Jim Pemberton said...

Running the race as though to win and putting on the whole armor of God in order to stand firm doesn't sound very passive.

Tony Byrne said...

I think the good doctor is correct, but his answer is incomplete. Sanctification is not merely a matter of "putting off" [stopping], but of "putting on" [doing]. In other words, we are to stop doing evil acts by clothing ourselves with virtue. Practice righteousness and thereby make no place for evil. Put off by putting on, so to speak.

Tony Byrne said...

There's no problem with going to God to ask for his gracious help to resist temptation or to remove it altogether. The problem is with MERELY doing that while not seeing our responsibility AS WELL. It seems to me that we are to go to God to ask for gracious assistance in the Spirit in order to put off evil by practicing righteousness. I think that's a more complete answer, which I meant to say above.

Daryl said...

Kevin,

You said "I procrastinate: six months late in submitting my tax forms. Procrastination is just a symptom of sloth. But how to turn away from sloth when you don't even recognize it--"
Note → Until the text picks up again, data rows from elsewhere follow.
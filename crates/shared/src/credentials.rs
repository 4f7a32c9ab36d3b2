//! Per-session credential record and the store that owns it.
//!
//! One record (`{userName, apiKey}`) gates every outbound request. The store
//! persists it to the session-scoped storage port, rehydrates on startup,
//! and publishes changes through an explicit subscribe/unsubscribe contract:
//! a subscriber receives the current value immediately and every change
//! afterwards, until it unsubscribes.

use crate::storage::{keys, SessionStore};
use parking_lot::Mutex;
use serde::{Deserialize, Serialize};
use std::sync::Arc;
use thiserror::Error;
use zeroize::Zeroize;

/// Recognized provider key prefix.
const KEY_PREFIX: &str = "sk-";

/// The user-supplied identity/key pair.
#[derive(Debug, Clone, PartialEq, Eq, Serialize, Deserialize)]
#[serde(rename_all = "camelCase")]
pub struct CredentialRecord {
    pub user_name: String,
    pub api_key: String,
}

impl CredentialRecord {
    /// Builds a record from raw form input, trimming both fields.
    pub fn new(user_name: &str, api_key: &str) -> Result<Self, CredentialError> {
        let user_name = user_name.trim();
        let api_key = api_key.trim();
        if user_name.is_empty() {
            return Err(CredentialError::EmptyName);
        }
        if api_key.is_empty() {
            return Err(CredentialError::EmptyKey);
        }
        if !api_key.starts_with(KEY_PREFIX) {
            return Err(CredentialError::InvalidKeyFormat);
        }
        Ok(Self {
            user_name: user_name.to_string(),
            api_key: api_key.to_string(),
        })
    }
}

/// Validation failures surfaced inline by the configuration form. None of
/// these ever reach storage or the conversation layer.
#[derive(Debug, Clone, PartialEq, Eq, Error)]
pub enum CredentialError {
    #[error("Please enter your name")]
    EmptyName,
    #[error("Please enter your API key")]
    EmptyKey,
    #[error("Invalid API key format. It should start with \"sk-\"")]
    InvalidKeyFormat,
}

/// Handle returned by [`CredentialStore::subscribe`].
#[derive(Debug, Clone, Copy, PartialEq, Eq, Hash)]
pub struct SubscriptionId(u64);

type Subscriber = Arc<dyn Fn(Option<&CredentialRecord>) + Send + Sync>;

/// Owns the single credential record for the session.
pub struct CredentialStore {
    session: Arc<dyn SessionStore>,
    current: Mutex<Option<CredentialRecord>>,
    subscribers: Mutex<Vec<(u64, Subscriber)>>,
    next_id: Mutex<u64>,
}

impl CredentialStore {
    /// Creates the store, rehydrating a previously persisted record if the
    /// session store holds a parsable one.
    pub fn new(session: Arc<dyn SessionStore>) -> Self {
        let current = match session.get(keys::CREDENTIALS) {
            Some(raw) => match serde_json::from_str::<CredentialRecord>(&raw) {
                Ok(record) => Some(record),
                Err(err) => {
                    tracing::warn!("discarding unparsable persisted credentials: {err}");
                    None
                }
            },
            None => None,
        };
        Self {
            session,
            current: Mutex::new(current),
            subscribers: Mutex::new(Vec::new()),
            next_id: Mutex::new(0),
        }
    }

    /// Validates and commits a new record: persisted first, then held in
    /// memory, then published to subscribers. Invalid input never reaches
    /// storage.
    pub fn set(&self, record: CredentialRecord) -> Result<(), CredentialError> {
        // Re-validate: records can be constructed literally in tests/config.
        let record = CredentialRecord::new(&record.user_name, &record.api_key)?;
        match serde_json::to_string(&record) {
            Ok(raw) => self.session.set(keys::CREDENTIALS, &raw),
            Err(err) => tracing::warn!("failed to serialize credentials: {err}"),
        }
        *self.current.lock() = Some(record.clone());
        tracing::info!(user = %record.user_name, "credentials configured");
        self.notify(Some(&record));
        Ok(())
    }

    pub fn get(&self) -> Option<CredentialRecord> {
        self.current.lock().clone()
    }

    /// Removes the record from memory and storage and publishes the absence.
    /// The in-memory key material is wiped.
    pub fn clear(&self) {
        if let Some(mut old) = self.current.lock().take() {
            old.api_key.zeroize();
        }
        self.session.remove(keys::CREDENTIALS);
        tracing::info!("credentials cleared");
        self.notify(None);
    }

    pub fn is_configured(&self) -> bool {
        self.current
            .lock()
            .as_ref()
            .map(|r| !r.api_key.is_empty())
            .unwrap_or(false)
    }

    /// Registers a subscriber. The callback runs immediately with the
    /// current value and again on every change until unsubscribed.
    pub fn subscribe(
        &self,
        callback: impl Fn(Option<&CredentialRecord>) + Send + Sync + 'static,
    ) -> SubscriptionId {
        let current = self.get();
        callback(current.as_ref());
        let mut next = self.next_id.lock();
        let id = *next;
        *next += 1;
        self.subscribers.lock().push((id, Arc::new(callback)));
        SubscriptionId(id)
    }

    pub fn unsubscribe(&self, id: SubscriptionId) {
        self.subscribers.lock().retain(|(sid, _)| *sid != id.0);
    }

    fn notify(&self, value: Option<&CredentialRecord>) {
        // Snapshot first: callbacks may re-enter the store (unsubscribe
        // themselves, set a new record), so the lock must not be held
        // while they run.
        let snapshot: Vec<Subscriber> = self
            .subscribers
            .lock()
            .iter()
            .map(|(_, callback)| callback.clone())
            .collect();
        for callback in snapshot {
            callback(value);
        }
    }
}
By your own admission, you do recognize it. Not to single you out, you're like the rest of us, we all claim not to recognize things that we know full well are there.

777law said...

Jonathan Flavel says this about dying to the flesh: "He that denies the necessity of mortification confounds all discriminating marks between saints and sinners, pulls down the pale of distinction, and lets the world into the church.

Isn't it amazing that much of today's church instead of recognizing this truth, denies it. Rather than focus on ridding the body of sin, many, if not most of todays church leaders actually encourage sin by minimizing its wickedness (a word you won't hear them use).

Sacchiel said...

Saint Paul is quite a succint fella!

David Regier said...

"Without me you can do nothing."

And if you do nothing, it will be without Him.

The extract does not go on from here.